The government maintained prevention efforts. The government’s inter-ministerial trafficking committee, chaired by the Ministry of Justice, met three times in 2021 to coordinate anti-trafficking efforts and NAP implementation. Some observers noted the government siloed responsibilities within numerous ministries with little centralized communication, however, the government did not report synchronization issues. For example, three separate ministries coordinated funding for male, female, and child shelters. GRETA reported the NAP, endorsed in 2016, was vague, lacked a timeframe on meeting objectives, and did not allocate any resources. The government’s work on a new NAP was ongoing at the end of the reporting period. The Consultative Commission on Human Rights continued to serve as the national rapporteur; it published its third biannual report in December 2021.

Labor laws allowed recruitment fees but criminalized excessive amounts; the government did not report if it monitored or enforced that prohibition. Observers reported the labor inspectorate was understaffed and inspectors did not have clear victim identification protocols and were not authorized to identify victims but could refer victims to the police. The national rapporteur stated the labor inspectorate should be given the authority to identify victims. Observers noted the labor inspectorate increased its efforts during the reporting period but was reluctant to restructure and take on new competencies. The government trained labor inspectors on trafficking indicators. The government continued its commitments under the 2020-2022 NAP on implementing the UN Guiding Principles on Business and Human Rights, which sought to prevent forced labor in private sector supply chains. The national rapporteur called on the government to create a national due diligence law on supply chains; in 2021, the government launched a study to examine the feasibility of implementing due diligence legislation.
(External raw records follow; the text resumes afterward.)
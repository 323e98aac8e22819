use actix_web::HttpResponse;
use chrono::Utc;
use std::collections::{HashMap, HashSet};
use std::sync::Arc;

use super::RECENT_LIMIT;
use crate::models::PaginationQuery;
use crate::models::announcements::AnnouncementScope;
use crate::models::attendance::AttendanceStatus;
use crate::models::dashboard::StudentDashboard;
use crate::models::exams::Exam;
use crate::models::submissions::SubmissionStatus;
use crate::models::users::entities::User;
use crate::services::responses::internal;
use crate::storage::Storage;

/// 学生当前的学习概况，首页和助手回复共用
#[derive(Debug, Default)]
pub struct StudentSnapshot {
    pub class_ids: Vec<i64>,
    pub pending_assignments: Vec<String>,
    /// 已发布、尚未作答且未结束的考试
    pub upcoming_exams: Vec<Exam>,
    pub unread_notifications: u64,
    pub attendance_rate: Option<f64>,
    pub graded_count: usize,
    /// 已批改作业的平均得分率（百分比）
    pub average_percent: Option<f64>,
}

pub async fn student_snapshot(
    storage: &Arc<dyn Storage>,
    student: &User,
) -> Result<StudentSnapshot, HttpResponse> {
    let now = Utc::now();

    let class_ids = storage
        .list_approved_class_ids(student.id)
        .await
        .map_err(internal("Failed to load classes"))?;

    let assignments = storage
        .list_assignments_for_classes(&class_ids)
        .await
        .map_err(internal("Failed to load assignments"))?;
    let assignment_ids: Vec<i64> = assignments.iter().map(|a| a.id).collect();
    let submissions = storage
        .list_student_submissions(student.id, &assignment_ids)
        .await
        .map_err(internal("Failed to load submissions"))?;

    let submitted: HashSet<i64> = submissions.iter().map(|s| s.assignment_id).collect();
    let pending_assignments = assignments
        .iter()
        .filter(|a| !submitted.contains(&a.id) && (a.allow_late || !a.is_past_due(now)))
        .map(|a| a.title.clone())
        .collect();

    let max_points: HashMap<i64, f64> = assignments.iter().map(|a| (a.id, a.max_points)).collect();
    let percents: Vec<f64> = submissions
        .iter()
        .filter(|s| s.status == SubmissionStatus::Graded)
        .filter_map(|s| {
            let max = *max_points.get(&s.assignment_id)?;
            Some(s.score? / max * 100.0)
        })
        .collect();
    let average_percent =
        (!percents.is_empty()).then(|| percents.iter().sum::<f64>() / percents.len() as f64);

    let exams = storage
        .list_exams_for_classes(&class_ids, true)
        .await
        .map_err(internal("Failed to load exams"))?;
    let exam_ids: Vec<i64> = exams.iter().map(|e| e.id).collect();
    let attempted: HashSet<i64> = storage
        .list_student_attempts(student.id, &exam_ids)
        .await
        .map_err(internal("Failed to load attempts"))?
        .into_iter()
        .map(|a| a.exam_id)
        .collect();
    let mut upcoming_exams: Vec<Exam> = exams
        .into_iter()
        .filter(|e| !attempted.contains(&e.id) && e.ends_at.is_none_or(|end| end >= now))
        .collect();
    upcoming_exams.sort_by_key(|e| (e.starts_at, e.id));

    let unread_notifications = storage
        .count_unread_notifications(student.id)
        .await
        .map_err(internal("Failed to count notifications"))?;

    let records = storage
        .list_student_attendance(student.id)
        .await
        .map_err(internal("Failed to load attendance"))?;
    let attendance_rate = attendance_rate(records.iter().map(|(_, status)| *status));

    Ok(StudentSnapshot {
        class_ids,
        pending_assignments,
        upcoming_exams,
        unread_notifications,
        attendance_rate,
        graded_count: percents.len(),
        average_percent,
    })
}

/// 出勤率：到课和迟到计为出勤
pub fn attendance_rate(statuses: impl Iterator<Item = AttendanceStatus>) -> Option<f64> {
    let (mut attended, mut total) = (0u32, 0u32);
    for status in statuses {
        total += 1;
        if matches!(status, AttendanceStatus::Present | AttendanceStatus::Late) {
            attended += 1;
        }
    }
    (total > 0).then(|| f64::from(attended) / f64::from(total))
}

pub async fn student_dashboard(
    storage: &Arc<dyn Storage>,
    student: &User,
) -> Result<StudentDashboard, HttpResponse> {
    let snapshot = student_snapshot(storage, student).await?;

    let recent_announcements = storage
        .list_announcements(
            AnnouncementScope::Classes(snapshot.class_ids.clone()),
            None,
            PaginationQuery::new(1, RECENT_LIMIT as i64),
        )
        .await
        .map_err(internal("Failed to load announcements"))?
        .items;

    Ok(StudentDashboard {
        class_count: snapshot.class_ids.len() as i64,
        pending_assignments: snapshot.pending_assignments.len() as i64,
        upcoming_exams: snapshot.upcoming_exams,
        unread_notifications: snapshot.unread_notifications as i64,
        attendance_rate: snapshot.attendance_rate,
        recent_announcements,
    })
}

#[cfg(test)]
mod tests {
    use super::*;

    #[test]
    fn test_attendance_rate_counts_late_as_attended() {
        use AttendanceStatus::*;
        assert_eq!(attendance_rate(std::iter::empty()), None);
        assert_eq!(
            attendance_rate([Present, Late, Absent, Excused].into_iter()),
            Some(0.5)
        );
    }
}
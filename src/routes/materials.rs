use actix_web::{HttpRequest, HttpResponse, Result as ActixResult, web};
use once_cell::sync::Lazy;

use crate::middlewares;
use crate::models::PaginationQuery;
use crate::models::materials::{CreateMaterialRequest, UpdateMaterialRequest};
use crate::models::users::entities::UserRole;
use crate::services::MaterialService;
use crate::utils::SafeMaterialIdI64;

static MATERIAL_SERVICE: Lazy<MaterialService> = Lazy::new(MaterialService::new_lazy);

pub async fn list_materials(
    req: HttpRequest,
    query: web::Query<PaginationQuery>,
) -> ActixResult<HttpResponse> {
    MATERIAL_SERVICE
        .list_materials(&req, query.into_inner())
        .await
}

pub async fn create_material(
    req: HttpRequest,
    material_data: web::Json<CreateMaterialRequest>,
) -> ActixResult<HttpResponse> {
    MATERIAL_SERVICE
        .create_material(&req, material_data.into_inner())
        .await
}

pub async fn update_material(
    req: HttpRequest,
    material_id: SafeMaterialIdI64,
    update_data: web::Json<UpdateMaterialRequest>,
) -> ActixResult<HttpResponse> {
    MATERIAL_SERVICE
        .update_material(&req, material_id.0, update_data.into_inner())
        .await
}

pub async fn delete_material(
    req: HttpRequest,
    material_id: SafeMaterialIdI64,
) -> ActixResult<HttpResponse> {
    MATERIAL_SERVICE.delete_material(&req, material_id.0).await
}

pub fn configure_material_routes(cfg: &mut web::ServiceConfig) {
    cfg.service(
        web::scope("/api/v1/materials")
            .wrap(middlewares::RequireRole::new_any(UserRole::teacher_roles()))
            .wrap(middlewares::RequireJWT)
            .service(
                web::resource("/{material_id}")
                    .route(web::put().to(update_material))
                    .route(web::delete().to(delete_material)),
            ),
    );
}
Two government-funded NGOs operated two trafficking-specific hotlines during regular business hours, and the government ran a hotline for victims of crime, including trafficking victims; the government did not report if the hotlines received any calls leading to the detection of trafficking victims. In 2021, the government budgeted €84,945 ($96,310) to fund awareness activities, a significant increase from €15,000 ($17,010) in 2020. The government continued its multi-faceted awareness campaign in coordination with the EU by printing and distributing brochures on victim rights and support services and renting and using advertisement space at tramway stops in one city. The national rapporteur reported the need to coordinate data collection across stakeholders. Government-funded NGOs carried out anti-trafficking projects in a range of countries, including Bangladesh, Burkina Faso, India, Mali, Nepal, Niger, and Nigeria. The government made efforts to reduce the demand for participation in international sex tourism by continuing to fund an NGO for local awareness campaigns focused on the prevention of child sex tourism. The government encouraged, but did not require, diplomats to attend anti-trafficking training. The government made some efforts to reduce the demand for commercial sex acts through its 2018 law criminalizing the solicitation of a sex trafficking victim.

As reported over the past five years, human traffickers exploit foreign victims in Luxembourg. Traffickers exploit victims from Europe, Africa, Asia, and South America in sex trafficking operations in cabarets, private apartments, and on the street. Increasingly, traffickers engage in forced labor crimes, sometimes involving People’s Republic of China nationals, Pakistani, or eastern or southern European men, women, and children in various sectors, including restaurants and construction. Traffickers transport Romani children from neighboring countries for forced begging in Luxembourg. Groups vulnerable to traffickers’ illicit schemes include migrant workers in domestic work, catering, construction, and begging, as well as unaccompanied foreign children and people in Luxembourg’s legal and illegal commercial sex industry.